What to produce
The answer should consist solely of the lines from the first one below through the line containing "caller (the orchestrating", copied exactly.

Supplied data

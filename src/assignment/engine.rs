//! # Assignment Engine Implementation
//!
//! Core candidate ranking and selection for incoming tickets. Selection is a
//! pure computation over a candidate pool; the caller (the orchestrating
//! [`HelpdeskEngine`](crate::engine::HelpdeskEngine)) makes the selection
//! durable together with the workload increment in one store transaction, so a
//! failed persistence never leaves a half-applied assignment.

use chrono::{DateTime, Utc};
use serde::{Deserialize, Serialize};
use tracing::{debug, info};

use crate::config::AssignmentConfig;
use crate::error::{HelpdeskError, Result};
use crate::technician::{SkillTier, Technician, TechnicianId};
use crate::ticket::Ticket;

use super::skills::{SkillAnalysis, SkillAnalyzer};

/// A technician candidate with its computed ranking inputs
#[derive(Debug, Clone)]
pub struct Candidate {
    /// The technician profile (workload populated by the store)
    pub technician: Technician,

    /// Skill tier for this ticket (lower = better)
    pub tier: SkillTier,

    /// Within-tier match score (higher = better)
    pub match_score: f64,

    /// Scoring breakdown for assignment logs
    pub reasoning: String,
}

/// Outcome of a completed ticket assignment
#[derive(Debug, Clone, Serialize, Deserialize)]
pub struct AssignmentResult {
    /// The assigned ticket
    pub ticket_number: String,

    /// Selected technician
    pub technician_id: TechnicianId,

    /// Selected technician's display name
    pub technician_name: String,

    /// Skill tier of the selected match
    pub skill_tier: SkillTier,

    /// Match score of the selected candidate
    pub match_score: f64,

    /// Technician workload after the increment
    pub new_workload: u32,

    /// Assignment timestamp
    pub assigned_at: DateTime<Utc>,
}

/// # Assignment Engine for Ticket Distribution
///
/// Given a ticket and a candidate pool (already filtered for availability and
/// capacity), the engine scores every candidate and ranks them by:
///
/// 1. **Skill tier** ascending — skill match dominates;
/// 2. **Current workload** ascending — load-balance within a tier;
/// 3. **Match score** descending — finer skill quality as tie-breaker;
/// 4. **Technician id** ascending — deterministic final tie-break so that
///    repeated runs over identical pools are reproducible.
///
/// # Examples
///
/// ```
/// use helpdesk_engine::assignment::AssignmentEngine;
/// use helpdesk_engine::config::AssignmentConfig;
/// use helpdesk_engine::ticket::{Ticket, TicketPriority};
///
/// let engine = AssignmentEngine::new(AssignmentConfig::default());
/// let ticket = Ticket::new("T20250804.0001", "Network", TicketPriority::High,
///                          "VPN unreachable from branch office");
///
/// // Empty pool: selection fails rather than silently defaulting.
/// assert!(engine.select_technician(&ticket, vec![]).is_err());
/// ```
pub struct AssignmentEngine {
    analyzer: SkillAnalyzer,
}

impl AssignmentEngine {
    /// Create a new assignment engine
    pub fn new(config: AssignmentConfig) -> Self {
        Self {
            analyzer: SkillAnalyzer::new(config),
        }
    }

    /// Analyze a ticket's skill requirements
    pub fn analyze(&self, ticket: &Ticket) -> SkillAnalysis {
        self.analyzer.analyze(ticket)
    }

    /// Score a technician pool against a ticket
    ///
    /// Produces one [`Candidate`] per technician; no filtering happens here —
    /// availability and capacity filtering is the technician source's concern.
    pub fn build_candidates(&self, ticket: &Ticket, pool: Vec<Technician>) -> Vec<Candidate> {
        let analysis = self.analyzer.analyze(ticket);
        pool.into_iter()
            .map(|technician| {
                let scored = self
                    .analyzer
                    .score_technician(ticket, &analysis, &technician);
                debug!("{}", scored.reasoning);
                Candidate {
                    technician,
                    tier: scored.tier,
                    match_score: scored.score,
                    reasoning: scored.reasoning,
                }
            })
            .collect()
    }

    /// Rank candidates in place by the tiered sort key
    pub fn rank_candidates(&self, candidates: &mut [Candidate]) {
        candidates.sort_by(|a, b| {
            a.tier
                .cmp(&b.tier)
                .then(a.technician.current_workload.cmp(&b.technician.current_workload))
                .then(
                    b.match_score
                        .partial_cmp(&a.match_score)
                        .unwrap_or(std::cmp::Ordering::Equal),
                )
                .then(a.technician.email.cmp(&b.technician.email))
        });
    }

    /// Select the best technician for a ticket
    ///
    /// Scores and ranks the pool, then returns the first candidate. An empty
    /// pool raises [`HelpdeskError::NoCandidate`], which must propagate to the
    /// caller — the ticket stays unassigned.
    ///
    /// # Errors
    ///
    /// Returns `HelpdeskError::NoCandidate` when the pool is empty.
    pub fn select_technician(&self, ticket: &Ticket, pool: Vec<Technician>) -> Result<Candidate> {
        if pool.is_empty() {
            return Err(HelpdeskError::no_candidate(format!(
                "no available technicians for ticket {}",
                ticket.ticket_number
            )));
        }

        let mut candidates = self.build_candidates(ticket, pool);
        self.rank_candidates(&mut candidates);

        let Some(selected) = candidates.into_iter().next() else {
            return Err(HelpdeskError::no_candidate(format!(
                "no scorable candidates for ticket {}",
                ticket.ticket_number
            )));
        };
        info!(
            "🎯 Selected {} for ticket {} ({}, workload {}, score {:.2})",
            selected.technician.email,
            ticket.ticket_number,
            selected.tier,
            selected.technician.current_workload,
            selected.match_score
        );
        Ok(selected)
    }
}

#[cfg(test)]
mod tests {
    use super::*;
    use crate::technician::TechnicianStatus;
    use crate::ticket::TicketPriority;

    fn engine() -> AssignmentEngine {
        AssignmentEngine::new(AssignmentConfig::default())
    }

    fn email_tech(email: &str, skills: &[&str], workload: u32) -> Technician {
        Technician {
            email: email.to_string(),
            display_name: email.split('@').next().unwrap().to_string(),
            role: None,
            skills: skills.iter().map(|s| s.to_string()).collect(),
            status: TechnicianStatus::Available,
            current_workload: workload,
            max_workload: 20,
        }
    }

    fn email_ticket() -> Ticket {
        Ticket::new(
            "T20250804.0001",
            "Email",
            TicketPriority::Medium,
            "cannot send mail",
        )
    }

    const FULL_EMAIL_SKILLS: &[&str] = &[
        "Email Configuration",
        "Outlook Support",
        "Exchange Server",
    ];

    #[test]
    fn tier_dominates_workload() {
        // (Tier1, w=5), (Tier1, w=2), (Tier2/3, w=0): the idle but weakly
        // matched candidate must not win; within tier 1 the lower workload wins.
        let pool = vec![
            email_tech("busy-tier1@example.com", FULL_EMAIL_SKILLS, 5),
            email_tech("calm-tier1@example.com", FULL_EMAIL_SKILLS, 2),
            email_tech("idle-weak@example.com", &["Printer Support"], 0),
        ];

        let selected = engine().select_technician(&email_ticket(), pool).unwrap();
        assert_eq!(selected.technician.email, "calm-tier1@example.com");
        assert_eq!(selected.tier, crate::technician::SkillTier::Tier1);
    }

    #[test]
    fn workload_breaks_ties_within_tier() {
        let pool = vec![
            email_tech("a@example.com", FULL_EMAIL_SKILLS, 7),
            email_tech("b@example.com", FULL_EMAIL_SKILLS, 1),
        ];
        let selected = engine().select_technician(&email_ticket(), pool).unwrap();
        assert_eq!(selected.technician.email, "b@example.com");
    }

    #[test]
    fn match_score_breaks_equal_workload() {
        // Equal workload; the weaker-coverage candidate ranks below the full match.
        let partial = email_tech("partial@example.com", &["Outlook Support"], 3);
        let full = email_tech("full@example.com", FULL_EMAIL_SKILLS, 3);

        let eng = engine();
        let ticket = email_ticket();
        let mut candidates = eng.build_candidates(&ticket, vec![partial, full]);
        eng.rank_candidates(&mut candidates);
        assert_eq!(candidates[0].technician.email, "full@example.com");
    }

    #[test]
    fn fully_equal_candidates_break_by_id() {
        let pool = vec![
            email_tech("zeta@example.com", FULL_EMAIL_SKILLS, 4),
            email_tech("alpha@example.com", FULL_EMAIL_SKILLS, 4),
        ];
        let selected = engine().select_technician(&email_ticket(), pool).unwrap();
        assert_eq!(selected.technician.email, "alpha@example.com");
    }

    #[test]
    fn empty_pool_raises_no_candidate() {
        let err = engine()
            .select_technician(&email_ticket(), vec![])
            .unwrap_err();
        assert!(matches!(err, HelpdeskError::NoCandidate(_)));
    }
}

Answer space
filename src/assignment/engine.rs
//! # Assignment Engine Implementation
//!
//! Core candidate ranking and selection for incoming tickets. Selection is a
//! pure computation over a candidate pool; the caller (the orchestrating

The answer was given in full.